Figure 11: Medium posts responding to a prompt integrating adult content with SEO-optimized gambling material and in Polish. Source: QuoIntelligence
Attribution
Attribution remains inconclusive due to the scale, automation, and shared infrastructure involved. While common technical patterns, affiliate IDs, and redirection mechanisms indicate a coordinated effort from a single entity, multiple actors could be leveraging the same infrastructure. The activity appears financially motivated, driven solely by affiliate marketing commissions.
However, key indicators provide insight into potential actors:
- All Casinia redirection links embed affiliate ID 82813, while NordVPN promotions consistently use affiliate ID 103411 in redirection links and final URLs, indicating a structured tracking system.

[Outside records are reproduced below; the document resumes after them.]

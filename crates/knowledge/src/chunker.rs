//! Text chunking with configurable size and overlap.
//!
//! Sizes and overlaps are counted in characters (Unicode scalar values).
//! Consecutive chunks share exactly `overlap` characters, so dropping the
//! first `overlap` characters of every chunk after the first and
//! concatenating reproduces the input.

use crate::types::ChunkCandidate;
use docchat_core::{AppError, AppResult};
use serde::{Deserialize, Serialize};

/// Split-point separators, most preferred tier first.
///
/// Within a tier the latest occurrence in the window wins.
const SEPARATOR_TIERS: &[&[&str]] = &[&["\n\n"], &["\n"], &[". ", "? ", "! "], &[" "]];

/// Chunking parameters.
#[derive(Debug, Clone, Copy, PartialEq, Eq, Serialize, Deserialize)]
pub struct ChunkConfig {
    /// Maximum characters per chunk
    pub chunk_size: usize,

    /// Characters shared by consecutive chunks
    pub overlap: usize,
}

impl ChunkConfig {
    pub fn new(chunk_size: usize, overlap: usize) -> AppResult<Self> {
        let config = Self {
            chunk_size,
            overlap,
        };
        config.validate()?;
        Ok(config)
    }

    pub fn validate(&self) -> AppResult<()> {
        if self.chunk_size == 0 {
            return Err(AppError::Config("chunk_size must be positive".to_string()));
        }
        if self.overlap >= self.chunk_size {
            return Err(AppError::Config(format!(
                "overlap ({}) must be smaller than chunk_size ({})",
                self.overlap, self.chunk_size
            )));
        }
        Ok(())
    }
}

impl Default for ChunkConfig {
    fn default() -> Self {
        Self {
            chunk_size: 1000,
            overlap: 200,
        }
    }
}

/// Chunk text into overlapping segments.
///
/// # Errors
/// * `AppError::Config` - invalid size/overlap combination
/// * `AppError::EmptyDocument` - text is empty or whitespace only
pub fn chunk_text(text: &str, config: &ChunkConfig) -> AppResult<Vec<ChunkCandidate>> {
    config.validate()?;

    if text.trim().is_empty() {
        return Err(AppError::EmptyDocument(
            "Document contains no text".to_string(),
        ));
    }

    let chars: Vec<char> = text.chars().collect();
    // Byte offset of every char, plus the end of the text
    let offsets: Vec<usize> = text
        .char_indices()
        .map(|(i, _)| i)
        .chain(std::iter::once(text.len()))
        .collect();

    let n = chars.len();
    let mut chunks = Vec::new();
    let mut start = 0;
    let mut position = 0u32;

    loop {
        let hard_end = (start + config.chunk_size).min(n);
        let end = if hard_end == n {
            n
        } else {
            // Split points in the first half of the window are ignored so
            // chunks stay reasonably full; the next start must move forward.
            let min_end = start + (config.overlap + 1).max(config.chunk_size / 2);
            find_split(&chars, min_end, hard_end).unwrap_or(hard_end)
        };

        chunks.push(ChunkCandidate {
            position,
            text: text[offsets[start]..offsets[end]].to_string(),
            byte_range: (offsets[start], offsets[end]),
        });
        position += 1;

        if end == n {
            break;
        }
        start = end - config.overlap;
    }

    tracing::debug!(
        "Chunked text into {} chunks (size: {}, overlap: {})",
        chunks.len(),
        config.chunk_size,
        config.overlap
    );

    Ok(chunks)
}

/// Convenience wrapper returning only the chunk strings.
pub fn split_text(text: &str, config: &ChunkConfig) -> AppResult<Vec<String>> {
    Ok(chunk_text(text, config)?
        .into_iter()
        .map(|c| c.text)
        .collect())
}

/// Latest end position in `[min_end, max_end]` that directly follows a
/// separator, trying separator tiers in order of preference.
fn find_split(chars: &[char], min_end: usize, max_end: usize) -> Option<usize> {
    if min_end > max_end {
        return None;
    }

    for tier in SEPARATOR_TIERS {
        for end in (min_end..=max_end).rev() {
            if tier.iter().any(|sep| ends_with(chars, end, sep)) {
                return Some(end);
            }
        }
    }
    None
}

fn ends_with(chars: &[char], end: usize, sep: &str) -> bool {
    let len = sep.chars().count();
    end >= len && chars[end - len..end].iter().copied().eq(sep.chars())
}
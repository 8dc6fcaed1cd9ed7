//! Startup wiring: providers, corpus index, prompt, humanizer and chat service.

use docchat_chat::{ChatService, ChatSettings, HumanizerPolicy, SessionMemoryStore};
use docchat_core::config::AppConfig;
use docchat_core::AppResult;
use docchat_knowledge::{
    build_index, create_provider, load_documents, ChunkConfig, EmbeddingConfig, Retriever,
    RetrieverOptions, VectorIndex,
};
use docchat_llm::create_client;
use docchat_prompt::{load_or_default, PromptAssembler};
use rand::rngs::StdRng;
use rand::SeedableRng;
use std::sync::Arc;
use std::time::Duration;

/// Shared state handed to every request handler.
#[derive(Clone)]
pub struct AppState {
    pub chat: Arc<ChatService>,
}

impl AppState {
    pub fn new(chat: ChatService) -> Self {
        Self {
            chat: Arc::new(chat),
        }
    }
}

/// Embedding settings derived from the provider section.
pub fn embedding_config(config: &AppConfig) -> EmbeddingConfig {
    let provider = &config.provider;
    EmbeddingConfig {
        provider: provider.name.clone(),
        model: provider.embedding_model.clone(),
        dimensions: provider.embedding_dimensions,
        batch_size: provider.embed_batch_size,
        base_url: provider.base_url.clone(),
        request_timeout_secs: provider.request_timeout_secs,
        max_retries: provider.max_retries,
    }
}

/// Build the chat service: load and index the corpus, then wire the pipeline.
///
/// Any failure here is fatal for startup; the index is complete before the
/// service is returned.
pub async fn build_chat_service(config: &AppConfig) -> AppResult<ChatService> {
    let provider = &config.provider;
    let api_key = provider.api_key.as_deref();
    let timeout = Duration::from_secs(provider.request_timeout_secs);

    let embedder = create_provider(&embedding_config(config), api_key)?;
    let llm = create_client(
        &provider.name,
        provider.base_url.as_deref(),
        api_key,
        timeout,
        provider.max_retries,
    )?;

    let documents = load_documents(&config.corpus.documents_dir, &config.corpus.extensions)?;
    tracing::info!(
        "Loaded {} documents from {:?}",
        documents.len(),
        config.corpus.documents_dir
    );

    let retrieval = &config.retrieval;
    let chunk_config = ChunkConfig::new(retrieval.chunk_size, retrieval.chunk_overlap)?;
    let (index, stats) = build_index(
        &documents,
        &chunk_config,
        embedder.as_ref(),
        provider.embed_batch_size,
    )
    .await?;
    tracing::info!(
        documents = stats.documents_indexed,
        skipped = stats.documents_skipped,
        chunks = stats.chunks_count,
        "Index ready in {:.2}s",
        stats.duration_secs
    );

    let index: Arc<dyn VectorIndex> = Arc::new(index);
    let retriever = Retriever::new(
        embedder,
        index,
        RetrieverOptions {
            top_k: retrieval.top_k,
            min_score: retrieval.min_score,
            timeout,
        },
    );

    let definition = load_or_default(config.prompt.prompt_file.as_deref())?;
    let assembler = PromptAssembler::new(definition)?;

    let humanizer = match &config.humanizer.policy_file {
        Some(path) => HumanizerPolicy::load(path)?,
        None => HumanizerPolicy::default()
            .with_opening_probability(config.humanizer.opening_probability),
    };

    let rng = match config.humanizer.seed {
        Some(seed) => StdRng::seed_from_u64(seed),
        None => StdRng::from_entropy(),
    };

    let settings = ChatSettings {
        model: provider.chat_model.clone(),
        temperature: Some(provider.temperature),
        top_p: Some(provider.top_p),
        max_output_tokens: provider.max_output_tokens,
        generation_timeout: timeout,
        condense_question: retrieval.condense_question,
    };

    Ok(ChatService::new(retriever, llm, assembler, settings)
        .with_memory(SessionMemoryStore::new(config.memory.history_window))
        .with_humanizer(humanizer)?
        .with_rng(rng))
}
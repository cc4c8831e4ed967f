use crate::audio::constants::{
    DEFAULT_FREQUENCIES, GAIN_MAX_DB, GAIN_MIN_DB, MAX_FREQUENCY, MIN_FREQUENCY, NUM_BANDS,
};
use crate::audio::settings::{BandSettings, BandType, ChainSettings, SettingsSource, Slope};
use nih_plug::prelude::*;
use std::sync::atomic::{AtomicBool, Ordering};
use std::sync::Arc;

/// Dirty flag shared by every parameter callback and the display context
#[derive(Debug, Clone, Default)]
pub struct ChangeFlag(Arc<AtomicBool>);

impl ChangeFlag {
    pub fn new() -> Self {
        Self::default()
    }

    pub fn mark(&self) {
        self.0.store(true, Ordering::Release);
    }

    /// Clear the flag if it is set. Returns whether it was set.
    ///
    /// A `mark` racing with this call is either consumed here or left for the
    /// next call, never lost.
    pub fn take(&self) -> bool {
        self.0
            .compare_exchange(true, false, Ordering::AcqRel, Ordering::Acquire)
            .is_ok()
    }

    pub fn is_marked(&self) -> bool {
        self.0.load(Ordering::Acquire)
    }
}

#[derive(Params)]
pub struct EqParams {
    /// Exposed to the host as `freq_N`, `gain_N`, `type_N` and `slope_N`
    #[nested(array, group = "Band")]
    pub bands: [BandParams; NUM_BANDS],

    changed: ChangeFlag,
}

#[derive(Params)]
pub struct BandParams {
    #[id = "freq"]
    pub frequency: FloatParam,

    #[id = "gain"]
    pub gain: FloatParam,

    #[id = "type"]
    pub band_type: EnumParam<BandType>,

    #[id = "slope"]
    pub slope: EnumParam<Slope>,
}

impl BandParams {
    fn new(default_frequency: f32, changed: &ChangeFlag) -> Self {
        let on_change = {
            let changed = changed.clone();
            move || changed.mark()
        };
        let float_callback: Arc<dyn Fn(f32) + Send + Sync> = {
            let on_change = on_change.clone();
            Arc::new(move |_| on_change())
        };
        let type_callback: Arc<dyn Fn(BandType) + Send + Sync> = {
            let on_change = on_change.clone();
            Arc::new(move |_| on_change())
        };
        let slope_callback: Arc<dyn Fn(Slope) + Send + Sync> = Arc::new(move |_| on_change());

        Self {
            frequency: FloatParam::new(
                "Frequency",
                default_frequency,
                FloatRange::Skewed {
                    min: MIN_FREQUENCY,
                    max: MAX_FREQUENCY,
                    factor: FloatRange::skew_factor(-2.0),
                },
            )
            .with_step_size(1.0)
            .with_value_to_string(formatters::v2s_f32_hz_then_khz(2))
            .with_string_to_value(formatters::s2v_f32_hz_then_khz())
            .with_callback(float_callback.clone()),

            gain: FloatParam::new(
                "Gain",
                0.0,
                FloatRange::Linear {
                    min: GAIN_MIN_DB,
                    max: GAIN_MAX_DB,
                },
            )
            .with_step_size(0.5)
            .with_unit(" dB")
            .with_value_to_string(formatters::v2s_f32_rounded(1))
            .with_callback(float_callback),

            band_type: EnumParam::new("Type", BandType::default()).with_callback(type_callback),

            slope: EnumParam::new("Slope", Slope::default()).with_callback(slope_callback),
        }
    }

    pub fn settings(&self) -> BandSettings {
        BandSettings::new(
            self.frequency.value(),
            self.gain.value(),
            self.slope.value(),
            self.band_type.value(),
        )
    }
}

impl Default for EqParams {
    fn default() -> Self {
        Self::new(ChangeFlag::new())
    }
}

impl EqParams {
    /// Parameters whose callbacks all mark `changed`
    pub fn new(changed: ChangeFlag) -> Self {
        Self {
            bands: DEFAULT_FREQUENCIES.map(|frequency| BandParams::new(frequency, &changed)),
            changed,
        }
    }

    pub fn change_flag(&self) -> &ChangeFlag {
        &self.changed
    }

    /// Plain copy of all twelve values. Atomic loads only, safe on the audio thread.
    pub fn snapshot(&self) -> ChainSettings {
        ChainSettings {
            bands: std::array::from_fn(|i| self.bands[i].settings()),
        }
    }
}

impl SettingsSource for EqParams {
    fn snapshot(&self) -> ChainSettings {
        EqParams::snapshot(self)
    }
}

#[cfg(test)]
mod tests {
    use super::*;

    #[test]
    fn exposes_twelve_parameters_with_band_suffixes() {
        let params = EqParams::default();
        let ids: Vec<String> = params
            .param_map()
            .into_iter()
            .map(|(id, _, _)| id)
            .collect();

        assert_eq!(ids.len(), 12);
        for band in 1..=NUM_BANDS {
            for name in ["freq", "gain", "type", "slope"] {
                let id = format!("{name}_{band}");
                assert!(ids.contains(&id), "missing {id} in {ids:?}");
            }
        }
    }

    #[test]
    fn default_snapshot_matches_default_chain() {
        let params = EqParams::default();
        assert_eq!(params.snapshot(), ChainSettings::default());
        assert_eq!(SettingsSource::snapshot(&params), ChainSettings::default());
    }

    #[test]
    fn take_clears_flag_once() {
        let flag = ChangeFlag::new();
        assert!(!flag.take());

        flag.mark();
        flag.mark();
        assert!(flag.is_marked());
        assert!(flag.take());
        assert!(!flag.take());
        assert!(!flag.is_marked());
    }

    #[test]
    fn params_share_the_given_flag() {
        let flag = ChangeFlag::new();
        let params = EqParams::new(flag.clone());
        params.change_flag().mark();
        assert!(flag.take());
    }
}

- Technical Consistency: Subdomains follow a structured alphanumeric pattern, and hosting provider similarities indicate centralized infrastructure control.
- Possible Link to a Polish SEO Specialist: We have identified a Facebook page managed by an allegedly Polish SEO specialist, linked to fake profiles promoting VPN and casino content using the same subdomains. While he appears involved, the campaign likely includes other collaborators or automated systems.


Conclusions
By impersonating legitimate brands on platforms like LinkedIn, fraudsters mislead users and falsely associate reputable operators with unlicensed or deceptive offers, ultimately eroding trust. Meanwhile, Black Hat SEO techniques artificially boost fraudulent content in search results, reducing legitimate operators’ visibility and creating confusion among potential customers. These techniques also generate distorted traffic metrics, making it difficult to distinguish trustworthy affiliates from malicious actors and undermining the credibility of affiliate programs over the long term.
Beyond iGaming, this campaign demonstrates the broader risks of large-scale affiliate fraud, where AI, automation, and Black Hat SEO techniques are strategically used to exploit trusted platforms, search engines, and affiliate programs at scale. High-authority sites flooded with spam posts degrades content quality and user trust in search results, while subdomains and redirection chains make detection and takedown efforts more challenging, as blacklisting or removing a single link rarely disrupts the broader scheme. By aligning these illicit activities with major industry events and promotional cycles, the fraudsters capitalize on increased user interest and heightened traffic to maximize both reach and revenue.